Actual notice. Since the Davis decision, there has been a pattern of cases granting summary judgment to school districts on the basis of insufficient evidence of actual notice. However, the issue of what constitutes sufficient notice to the school is not yet settled. For example, in Doe v. School Administration District N. 19 (66 F. Supp. 2d 57 (D. Me. 1999)), it was found that the school had sufficient notice when a substitute teacher met with the principal to report that a female teacher “might be” having a sexual relationship with at least one male student. The principal allegedly told the substitute that she could be “sued for slander for saying those things” and declined to investigate. The court believed this verbal notice was sufficient where the alleged sexual misconduct was severe and where the school community was small (the high school’s faculty numbered 15). From the substitute teacher’s report, the administrator had a duty to conduct a sufficient investigation and, likely, to file a report with the appropriate child protective service in the state as well.

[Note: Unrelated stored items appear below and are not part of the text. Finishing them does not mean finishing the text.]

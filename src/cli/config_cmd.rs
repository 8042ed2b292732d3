use crate::config::{Config, ElicitationMode, TrayConfig};
use crate::error::Result;

/// Show the effective configuration, or change the shared elicitation mode.
pub async fn run_config(config: &Config, elicitation_mode: Option<ElicitationMode>) -> Result<()> {
    if let Some(mode) = elicitation_mode {
        let tray = TrayConfig {
            elicitation_mode: mode,
        };
        tray.save(config)?;
        eprintln!("traybridge: elicitation mode set to {mode:?}");
        return Ok(());
    }

    let tray = TrayConfig::load(config);
    println!("State root: {}", config.root.display());
    println!("Projects root: {}", config.projects_root.display());
    println!("Monitored process: {}", config.monitored_process);
    println!("Responder tick: {:?}", config.responder_tick);
    println!("Producer poll: {:?}", config.producer_poll);
    println!("Request timeout: {:?}", config.request_timeout);
    println!("Stale threshold: {:?}", config.stale_threshold);
    println!("Elicitation mode: {:?}", tray.elicitation_mode);
    Ok(())
}
pub mod pending;
pub mod response;
pub mod session;

pub use pending::*;
pub use response::*;
pub use session::*;

use std::fs;
use std::io::Write;
use std::path::{Path, PathBuf};
use std::sync::LazyLock;

use regex::Regex;
use serde::de::DeserializeOwned;
use serde::Serialize;

use crate::config::Config;
use crate::error::{Result, TraybridgeError};

/// Identifiers used as path components must match this before any path is
/// built from them. Rejects traversal sequences, separators and empty ids.
static SAFE_ID: LazyLock<Regex> =
    LazyLock::new(|| Regex::new(r"^[A-Za-z0-9_-]{1,128}$").unwrap());

pub fn is_safe_id(value: &str) -> bool {
    SAFE_ID.is_match(value)
}

pub fn validate_id(value: &str) -> Result<()> {
    if is_safe_id(value) {
        Ok(())
    } else {
        Err(TraybridgeError::UnsafeId {
            value: value.to_string(),
        })
    }
}

/// The shared directory tree. All components read and write through this
/// layout contract:
///
/// ```text
/// root/
///   sessions/<session_id>/info.json
///   sessions/<session_id>/pending/<request_id>.json
///   responses/<request_id>.json
///   config.json
/// ```
#[derive(Debug, Clone)]
pub struct StateDir {
    root: PathBuf,
}

impl StateDir {
    pub fn new(config: &Config) -> Self {
        Self {
            root: config.root.clone(),
        }
    }

    pub fn root(&self) -> &Path {
        &self.root
    }

    pub fn sessions_dir(&self) -> PathBuf {
        self.root.join("sessions")
    }

    pub fn responses_dir(&self) -> PathBuf {
        self.root.join("responses")
    }

    pub fn session_dir(&self, session_id: &str) -> Result<PathBuf> {
        validate_id(session_id)?;
        Ok(self.sessions_dir().join(session_id))
    }

    pub fn info_path(&self, session_id: &str) -> Result<PathBuf> {
        Ok(self.session_dir(session_id)?.join("info.json"))
    }

    pub fn pending_dir(&self, session_id: &str) -> Result<PathBuf> {
        Ok(self.session_dir(session_id)?.join("pending"))
    }

    pub fn pending_path(&self, session_id: &str, request_id: &str) -> Result<PathBuf> {
        validate_id(request_id)?;
        Ok(self.pending_dir(session_id)?.join(format!("{request_id}.json")))
    }

    pub fn response_path(&self, request_id: &str) -> Result<PathBuf> {
        validate_id(request_id)?;
        Ok(self.responses_dir().join(format!("{request_id}.json")))
    }

    /// Create the root tree with owner-only permissions.
    pub fn ensure_layout(&self) -> Result<()> {
        for dir in [&self.root, &self.sessions_dir(), &self.responses_dir()] {
            fs::create_dir_all(dir)?;
            set_dir_permissions_0700(dir);
        }
        Ok(())
    }

    /// Session ids currently present on disk, unsafe names skipped.
    pub fn list_session_ids(&self) -> Vec<String> {
        let Ok(entries) = fs::read_dir(self.sessions_dir()) else {
            return Vec::new();
        };
        let mut ids: Vec<String> = entries
            .filter_map(|e| e.ok())
            .filter_map(|e| e.file_name().into_string().ok())
            .filter(|name| is_safe_id(name))
            .collect();
        ids.sort();
        ids
    }

    /// Remove one session's subtree. Refuses to follow symlinks; errors are
    /// swallowed because another process may be tearing it down concurrently.
    pub fn remove_session_subtree(&self, session_id: &str) {
        let Ok(dir) = self.session_dir(session_id) else {
            return;
        };
        remove_subtree(&dir);
    }
}

/// Remove a directory tree, unlinking instead of following a symlink.
pub(crate) fn remove_subtree(path: &Path) {
    if path.is_symlink() {
        let _ = fs::remove_file(path);
    } else {
        let _ = fs::remove_dir_all(path);
    }
}

/// Write a JSON record via a uniquely-named temp file in the same directory,
/// then atomically rename into place. A reader never observes a partial
/// record: visibility implies fully written.
pub fn atomic_write_json<T: Serialize>(path: &Path, value: &T) -> Result<()> {
    let parent = path.parent().ok_or_else(|| TraybridgeError::StateDir {
        reason: format!("{} has no parent directory", path.display()),
    })?;
    fs::create_dir_all(parent)?;

    let json = serde_json::to_vec(value)?;
    let mut tmp = tempfile::NamedTempFile::new_in(parent)?;
    tmp.write_all(&json)?;
    tmp.flush()?;
    tmp.persist(path).map_err(|e| e.error)?;
    set_file_permissions_0600(path);
    Ok(())
}

/// Read a JSON record. Missing file is `Ok(None)`; an unreadable or
/// malformed file is an error so callers can decide between "treat as
/// absent" and "garbage-collect".
pub fn read_json<T: DeserializeOwned>(path: &Path) -> Result<Option<T>> {
    let contents = match fs::read_to_string(path) {
        Ok(c) => c,
        Err(e) if e.kind() == std::io::ErrorKind::NotFound => return Ok(None),
        Err(e) => return Err(e.into()),
    };
    serde_json::from_str(&contents)
        .map(Some)
        .map_err(|e| TraybridgeError::MalformedRecord {
            path: path.to_path_buf(),
            reason: e.to_string(),
        })
}

/// Remove a file, ignoring the case where another process already removed it.
pub fn remove_file_quiet(path: &Path) {
    if let Err(e) = fs::remove_file(path) {
        if e.kind() != std::io::ErrorKind::NotFound {
            tracing::debug!("could not remove {}: {}", path.display(), e);
        }
    }
}

#[cfg(unix)]
fn set_file_permissions_0600(path: &Path) {
    use std::os::unix::fs::PermissionsExt;
    let _ = fs::set_permissions(path, fs::Permissions::from_mode(0o600));
}

#[cfg(not(unix))]
fn set_file_permissions_0600(_path: &Path) {}

#[cfg(unix)]
fn set_dir_permissions_0700(path: &Path) {
    use std::os::unix::fs::PermissionsExt;
    let _ = fs::set_permissions(path, fs::Permissions::from_mode(0o700));
}

#[cfg(not(unix))]
fn set_dir_permissions_0700(_path: &Path) {}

Insufficient notice was found in Turner v. McQuarter (79 F. Supp. 2d 911 (N.D. Ill. 1999)) where a female basketball player claimed to have been coerced into a sexual relationship with a female coach. Because the student and coach had the same home address, the plaintiff alleged that the university’s athletic director knew of the relationship. A district court concluded that it was difficult to imagine under what circumstances the identical addresses would have come to the attention of school officials. In this case, the court determined that unless there is sufficient notice or a report that a sexual relationship was taking place and that the coach and student resided at the same address, it would have been unlikely that the school would have found out on its own.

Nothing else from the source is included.